Without consumer, business and most importantly government support the implementation of organic recycling in this country will continue at a snail's pace. We need to take note of how other countries, both developing and developed, are implementing laws and regulations to address the issue of single use plastic foodservice packaging. In France they have committed to banning all non-compostable foodservice packaging by 2020. In India they have done the same. The European Commission has highlighted the importance of decarbonising the plastics industry and are actively funding the development of compostable packaging and the associated compost infrastructure.
Regarding the position taken by the Australian Council of recycling asking companies to restrict the development and introduction of new and innovative materials, we agree the design of packaging needs to consider its fitness for purpose and end of life. But we also believe we need to design for the future and not get stuck behind the limitations of old waste management infrastructure. We all need to put our own interests aside and all parties need to come together to discuss securing our environmental future.
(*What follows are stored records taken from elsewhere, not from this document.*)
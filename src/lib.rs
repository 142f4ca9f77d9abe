// SPDX-License-Identifier: MIT

//! jobflow - workflows of named jobs wired by data dependencies
//!
//! Jobs bind an `Action` to arguments that are literals, run-time
//! variables or references to other jobs' responses. A `Workflow` checks
//! the wiring as jobs are added and groups them into levels; a `Runner`
//! executes each level in parallel or sequentially.

pub mod action;
pub mod error;
pub mod workflow;

pub use action::{Action, ActionRegistry, Arguments, Field, ParamType, Parameter, Response};
pub use error::{ActionError, FlowError, GraphError, ParseError, RunError, WiringError};
pub use workflow::{
    Argument, Condition, DependencyGraph, ExecutionMode, Job, JobSet, JobStatus, Levels,
    Reference, Run, Runner, RunnerConfig, Variable, Workflow,
};
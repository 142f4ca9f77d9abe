// SPDX-License-Identifier: MIT

//! Workflow definition and execution
//!
//! This module provides:
//! - `Variable`, `Reference`, `Argument`, `Condition` - job argument values
//! - `Job`, `JobSet` - named units of work and their ordered collection
//! - `DependencyGraph` - dependency edges and level computation
//! - `Workflow` - a job set with validated wiring
//! - `Run` - inputs and per-job outcomes of one execution
//! - `Runner` - executes a run level by level

pub mod argument;
pub mod config;
pub mod definition;
pub mod graph;
pub mod job;
pub mod runner;
pub mod state;

pub use argument::{Argument, Condition, Reference, Variable};
pub use config::{ExecutionMode, RunnerConfig};
pub use definition::Workflow;
pub use graph::{DependencyGraph, Levels};
pub use job::{Job, JobSet};
pub use runner::Runner;
pub use state::{JobStatus, Run};
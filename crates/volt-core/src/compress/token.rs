//! Token encoding for the compressed stream.
//!
//! Two variable-width formats:
//!
//! - *Literal run*: one header byte holding `run_len - 1` (0..=31),
//!   followed by the raw bytes.
//! - *Match*: a backward `offset` (1..=8191, 13 bits) and a length code
//!   `actual_len - 2`. Length codes below 7 pack into two bytes
//!   (`(offset >> 8) | (code << 5)`, `offset & 0xFF`); longer matches
//!   take three bytes with the middle byte holding `code - 7`.
//!
//! The header byte's top three bits disambiguate: zero means literal
//! run, 1..=6 a short match, 7 a long match.

use crate::error::MemoryError;

/// Minimum raw length of an encodable match. Shorter repeats are always
/// emitted as literals; a two-byte match token would not beat them.
pub const MIN_MATCH: usize = 3;

/// Maximum raw length of a single match token.
pub const MAX_MATCH: usize = 263;

/// Maximum backward distance of a match source.
pub const MAX_OFFSET: u64 = 8191;

/// Maximum bytes in one literal run.
pub const MAX_LITERAL_RUN: usize = 32;

/// Staging capacity for one compress-one-sample call: a pending literal
/// run, a full sample of literals, their headers, and a match token.
pub const STAGE_CAPACITY: usize = 128;

pub type Stage = heapless::Vec<u8, STAGE_CAPACITY>;

/// Append a literal-run token for `bytes` (1..=32 of them).
pub fn push_literal(stage: &mut Stage, bytes: &[u8]) -> Result<(), MemoryError> {
    debug_assert!(!bytes.is_empty() && bytes.len() <= MAX_LITERAL_RUN);
    stage
        .push((bytes.len() - 1) as u8)
        .map_err(|_| MemoryError::OutputFull)?;
    stage
        .extend_from_slice(bytes)
        .map_err(|_| MemoryError::OutputFull)
}

/// Append a match token for `len` raw bytes at backward distance
/// `offset`.
pub fn push_match(stage: &mut Stage, offset: u16, len: usize) -> Result<(), MemoryError> {
    debug_assert!((1..=MAX_OFFSET as u16).contains(&offset));
    debug_assert!((MIN_MATCH..=MAX_MATCH).contains(&len));
    let code = len - 2;
    let hi = (offset >> 8) as u8;
    let lo = offset as u8;
    let mut token = [0u8; 3];
    let token = if code < 7 {
        token[0] = hi | ((code as u8) << 5);
        token[1] = lo;
        &token[..2]
    } else {
        token[0] = hi | (7 << 5);
        token[1] = (code - 7) as u8;
        token[2] = lo;
        &token[..3]
    };
    stage
        .extend_from_slice(token)
        .map_err(|_| MemoryError::OutputFull)
}
//! Host simulator for the volt-rs battery telemetry logger.
//!
//! Runs the full firmware control flow against a RAM-backed store:
//! synthetic battery readings are appended to the raw ring log, the
//! streaming encoder drains them into the compressed region, and a fake
//! uplink with injected failures reports the compressed bytes with
//! commit/abort retry semantics — all driven by the cooperative tick
//! scheduler, one simulated tick per loop iteration.
//!
//! Usage: `volt-simulator [TICKS]` (default 3600, one tick per simulated
//! second). Set `RUST_LOG=debug` for per-task activity.

use std::env;
use std::process::ExitCode;

use log::{debug, error, info, warn};
use rand::rngs::StdRng;
use rand::{Rng, SeedableRng};

use volt_core::MemoryError;
use volt_core::compress::Encoder;
use volt_core::config::{BATCH_SIZE, MEMORY_SIZE, MemoryMap, SAMPLE_SIZE};
use volt_core::sample::BatterySample;
use volt_core::sched::{Scheduler, Ticker};
use volt_core::store::{ByteStore, MemStore, RingLog};

// ---------------------------------------------------------------------------
// Simulation constants
// ---------------------------------------------------------------------------

/// Default simulated run length.
const DEFAULT_TICKS: u32 = 3600;

/// One sample per tick, matching the 1 Hz sampling of the field device.
const SAMPLE_PERIOD: u32 = 1;

/// Compression keeps pace with sampling.
const COMPRESS_PERIOD: u32 = 1;

/// Reporting window: one uplink attempt per minute of simulated time.
const REPORT_PERIOD: u32 = 60;

/// Bytes per uplink transfer.
const UPLINK_CHUNK: usize = 48;

/// Fraction of uplink transfers that fail and must be replayed.
const UPLINK_FAILURE_RATE: f64 = 0.15;

// ---------------------------------------------------------------------------
// Synthetic battery box
// ---------------------------------------------------------------------------

/// Generates battery readings that vary plausibly over time: a slow
/// charge/discharge cycle with ripple on the current.
struct MockBatteryBox {
    index: u16,
    elapsed_secs: f64,
}

impl MockBatteryBox {
    fn new() -> Self {
        Self {
            index: 0,
            elapsed_secs: 0.0,
        }
    }

    fn next_sample(&mut self, dt_secs: f64) -> BatterySample {
        self.elapsed_secs += dt_secs;
        let t = self.elapsed_secs;

        // SoC: 30–90 % over a two-hour charge/discharge cycle
        let soc = 60.0 + 30.0 * (t / 7200.0 * core::f64::consts::TAU).sin();

        // Current: charging or discharging with the cycle, plus ripple
        let current =
            -2000.0 * (t / 7200.0 * core::f64::consts::TAU).cos() + 150.0 * (t / 13.0).sin();

        let sample = BatterySample {
            index: self.index,
            soc_percent: soc.clamp(0.0, 100.0) as u8,
            current_ma: current.clamp(-9999.0, 9999.0) as i16,
        };
        self.index = self.index.wrapping_add(1);
        sample
    }
}

// ---------------------------------------------------------------------------
// Fake uplink
// ---------------------------------------------------------------------------

/// Wide-area uplink stand-in: delivers chunks, dropping a fixed fraction
/// of transfers so the replay path gets exercised.
struct FakeUplink {
    rng: StdRng,
    delivered: u64,
    failures: u32,
}

impl FakeUplink {
    fn new(seed: u64) -> Self {
        Self {
            rng: StdRng::seed_from_u64(seed),
            delivered: 0,
            failures: 0,
        }
    }

    /// Attempt to send one chunk; `false` means the transfer was lost.
    fn send(&mut self, chunk: &[u8]) -> bool {
        if self.rng.gen_bool(UPLINK_FAILURE_RATE) {
            self.failures += 1;
            false
        } else {
            self.delivered += chunk.len() as u64;
            true
        }
    }
}

// ---------------------------------------------------------------------------
// Tasks
// ---------------------------------------------------------------------------

struct Device {
    store: MemStore,
    raw: RingLog,
    compressed: RingLog,
    encoder: Encoder,
    battery_box: MockBatteryBox,
    uplink: FakeUplink,
    samples_dropped: u32,
}

impl Device {
    fn new(uplink_seed: u64) -> Result<Self, MemoryError> {
        let mut store = MemStore::new(MEMORY_SIZE);
        store.start()?;
        store.erase_all()?;

        let map = MemoryMap::default_map();
        Ok(Self {
            store,
            raw: RingLog::new(map.raw),
            compressed: RingLog::new(map.compressed),
            encoder: Encoder::new(SAMPLE_SIZE, BATCH_SIZE),
            battery_box: MockBatteryBox::new(),
            uplink: FakeUplink::new(uplink_seed),
            samples_dropped: 0,
        })
    }

    /// Poll the battery box and append one record to the raw log. A full
    /// ring drops this cycle's sample; the device keeps running.
    fn sampling_task(&mut self) {
        let sample = self.battery_box.next_sample(SAMPLE_PERIOD as f64);
        debug!("sampled {sample}");
        match self.raw.append(&mut self.store, &sample.encode()) {
            Ok(()) => {}
            Err(MemoryError::RingFull) => {
                self.samples_dropped += 1;
                warn!("raw log full, sample {} dropped", sample.index);
            }
            Err(e) => error!("sample append failed: {e}"),
        }
    }

    /// Drain whole samples through the encoder while input is available.
    /// `OutputFull` is back-pressure, not an error: the sample stays in
    /// the raw log until the uplink frees compressed space.
    fn compression_task(&mut self) {
        loop {
            match self
                .encoder
                .compress_sample(&mut self.store, &mut self.raw, &mut self.compressed)
            {
                Ok(true) => {}
                Ok(false) => break,
                Err(MemoryError::OutputFull) => {
                    debug!("compressed region full, deferring");
                    break;
                }
                Err(e) => {
                    error!("compression failed: {e}");
                    break;
                }
            }
        }
    }

    /// Push compressed bytes over the uplink in fixed-size chunks,
    /// committing after each delivered chunk and aborting on a lost one
    /// so the next attempt replays the identical bytes.
    fn reporting_task(&mut self) {
        loop {
            let mut chunk = [0u8; UPLINK_CHUNK];
            let n = match self.compressed.read_into(&mut self.store, &mut chunk) {
                Ok(0) => break,
                Ok(n) => n,
                Err(e) => {
                    error!("compressed read failed: {e}");
                    self.compressed.abort();
                    break;
                }
            };
            if self.uplink.send(&chunk[..n]) {
                self.compressed.commit();
                debug!("uplinked {n} bytes");
            } else {
                self.compressed.abort();
                warn!("uplink transfer lost, will replay");
                break;
            }
        }
    }
}

// ---------------------------------------------------------------------------
// Entry point
// ---------------------------------------------------------------------------

fn main() -> ExitCode {
    env_logger::init();

    let ticks = match env::args().nth(1) {
        None => DEFAULT_TICKS,
        Some(arg) => match arg.parse() {
            Ok(n) => n,
            Err(_) => {
                eprintln!("usage: volt-simulator [TICKS]");
                return ExitCode::FAILURE;
            }
        },
    };

    info!("starting volt simulator for {ticks} ticks");

    let mut device = match Device::new(0xF1E1D_DA7A) {
        Ok(device) => device,
        Err(e) => {
            error!("storage init failed: {e}");
            return ExitCode::FAILURE;
        }
    };

    let ticker = Ticker::new();
    let mut sched = Scheduler::new();
    let now = ticker.now();
    let sample_id = sched.add(now, 0, SAMPLE_PERIOD).unwrap();
    let compress_id = sched.add(now, 0, COMPRESS_PERIOD).unwrap();
    let report_id = sched.add(now, REPORT_PERIOD, REPORT_PERIOD).unwrap();

    for _ in 0..ticks {
        // hardware would post this from a timer interrupt
        ticker.post();
        let now = ticker.now();
        while let Some(id) = sched.next_ready(now) {
            match id {
                id if id == sample_id => device.sampling_task(),
                id if id == compress_id => device.compression_task(),
                id if id == report_id => device.reporting_task(),
                _ => unreachable!(),
            }
        }
    }
    // flush whatever the last partial reporting window left behind
    device.reporting_task();

    let stats = device.encoder.stats();
    let ratio = if stats.raw_in > 0 {
        stats.compressed_out as f64 / stats.raw_in as f64
    } else {
        0.0
    };
    info!(
        "done: {} raw bytes -> {} compressed ({:.1} %), {} uplinked, {} transfers lost, {} samples dropped",
        stats.raw_in,
        stats.compressed_out,
        ratio * 100.0,
        device.uplink.delivered,
        device.uplink.failures,
        device.samples_dropped,
    );
    ExitCode::SUCCESS
}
Innovative materials are hardly a contributing factor to the dismally low rates of recycling in this country. Even the most readily recyclable materials such as PET that generates significant revenue for recycling companies is currently only achieving a 27% recycling rate.
Every material in use today can and should be recycled and reused, the reason why this is currently not the case is, if you take the position of the waste industry, then of course they want the cleanest purest resalable content. The lower your cost in processing and the better the output, the more you make. This is not a criticism. It is the reality of a commercialised waste industry that has shareholders looking for returns on investments (very large investments). Then there are potentially broader business interests, such as managing landfill sites or making product such as cardboard boxes from the recycled content. The broad problem for Australia to solve is balancing rightful commercial interests with environmental sustainability outcomes.
Plastics based on fossil resources are artificially cheap, and no one takes into account the cost of the environmental damage these materials cause. In addition to this, the Australian government subsidises the cost of extracting and producing fossil fuels by $7 billion annually. If we invested the same amount of money in developing an efficient recycling industry and subsidised the cost of recycled materials the balance would tip in favour of recycled materials.
Compostable packaging will replace conventional plastic packaging for foodservice applications. We cannot continue with the current status quo. The compost infrastructure in Australia will eventually meet the obvious demand and in the future, when we enjoy a delicious meal served in compostable packaging, we will look back and wonder why it took so long to solve such a simple problem.